AWS API Gateway Timeouts How to Diagnose and Fix

Why API Gateway Timeouts Are Confusing to Debug

Debugging AWS API Gateway timeouts has gotten complicated with all the vague 504s and 503s flying around. I’ve burned more late nights than I’d like to admit staring at generic error responses — no stack trace, no layer identification, nothing useful. Just AWS shrugging at you like a broken vending machine.

But what is an API Gateway timeout, really? In essence, it’s a request that exceeded a time boundary somewhere in the stack. But it’s much more than that — because there isn’t one boundary. There are three, and your request can silently die at any of them.

API Gateway integration timeout — Hard 29-second limit. Non-negotiable.
Lambda duration or backend service latency — Your actual code running slow.
VPC and load balancer network latency — The invisible 100–500ms culprit nobody thinks about until they’re debugging at 11 PM.

Today, I will share it all with you. This is the exact diagnostic flow I’ve used on production systems to pinpoint which layer is failing. Under 15 minutes, if you know where to look. So, without further ado, let’s dive in.

Step 1 — Check CloudWatch Logs for the Exact Failure Point

Probably should have opened with this section, honestly. Most engineers never enable execution logging on their API Gateway stages — which means they’re flying completely blind when something breaks at 2 AM.

Navigate to the AWS Console: API Gateway → Your API → Stages → Select Your Stage → Logs/Tracing.

Enable CloudWatch Logs and set it to at least INFO level. You want execution logs flowing into CloudWatch so you can actually see what’s happening inside the gateway — not just guess.

Once logging is on, trigger a request that times out. Head to CloudWatch → Logs → Log Groups and find the group for your API. It’ll be named something like api-gateway-execution-logs_[api-id]/[stage-name]. Ugly name. Useful data.

Look for these two metrics in the execution log:

IntegrationLatency — How long your backend took to respond.
Latency — Total time from API Gateway’s perspective.

The gap between those two numbers tells you a lot. IntegrationLatency at 28,500ms with a Latency of 29,100ms means your backend is chewing through almost the entire 29-second budget. That’s your first real clue — and honestly, it narrows things down fast.

To pull this data quickly, use CloudWatch Insights. Run this query:

fields @timestamp, integrationLatency, latency, status
| filter status like /5\d\d/
| stats max(integrationLatency) as max_integration, max(latency) as max_total by bin(5m)

This surfaces maximum integration and total latency across 5-minute windows for failed requests. Integration latency consistently hovering near 29,000ms means you’re slamming into the hard limit. Simple as that.

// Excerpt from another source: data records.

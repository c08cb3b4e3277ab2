//! Operator Form

use crate::api::SaveUserArgs;
use crate::error::ValidationError;
use crate::models::Operator;

use super::filled;

/// Operator Info fields
#[derive(Debug, Clone, Default, PartialEq)]
pub struct OperatorDraft {
    pub cpo: String,
    pub name: String,
    pub cell: String,
}

impl OperatorDraft {
    /// Fill name and cell from a lookup; `None` clears them
    pub fn apply_match(&mut self, found: Option<Operator>) {
        let found = found.unwrap_or_default();
        self.name = found.username;
        self.cell = found.user_cell;
    }

    pub fn validate(&self) -> Result<SaveUserArgs, ValidationError> {
        Ok(SaveUserArgs {
            user_cpo: filled(&self.cpo).ok_or(ValidationError::Required("PCO number"))?,
            user_name: filled(&self.name).ok_or(ValidationError::Required("Name"))?,
            user_cell: filled(&self.cell).ok_or(ValidationError::Required("Contact number"))?,
        })
    }
}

Step 2 — Identify If Your Backend Is the Bottleneck

High integration latency tells you the backend is slow. Now you need to know why — and that part requires actually looking at your function metrics.

For Lambda, open the CloudWatch Metrics console, navigate to the Metrics tab for your function, and pull up the Duration metric over the last hour. Focus on the 99th percentile. Consistently above 20 seconds? Lambda is your problem.

You can also pull this from the CLI in about 10 seconds:

aws cloudwatch get-metric-statistics \
  --namespace AWS/Lambda \
  --metric-name Duration \
  --dimensions Name=FunctionName,Value=your-function-name \
  --start-time $(date -u -d '1 hour ago' +%Y-%m-%dT%H:%M:%S) \
  --end-time $(date -u +%Y-%m-%dT%H:%M:%S) \
  --period 300 \
  --statistics Maximum

If you have X-Ray tracing enabled — and you should, I’m apparently too stubborn about this and X-Ray works for me while pure log-diving never gives me the full picture — the service map shows exactly where time goes. Database queries, external API calls, whatever. Navigate to X-Ray → Service Map and click your Lambda node to see the subsegment breakdown. Don’t make my mistake of skipping X-Ray setup during initial deployment.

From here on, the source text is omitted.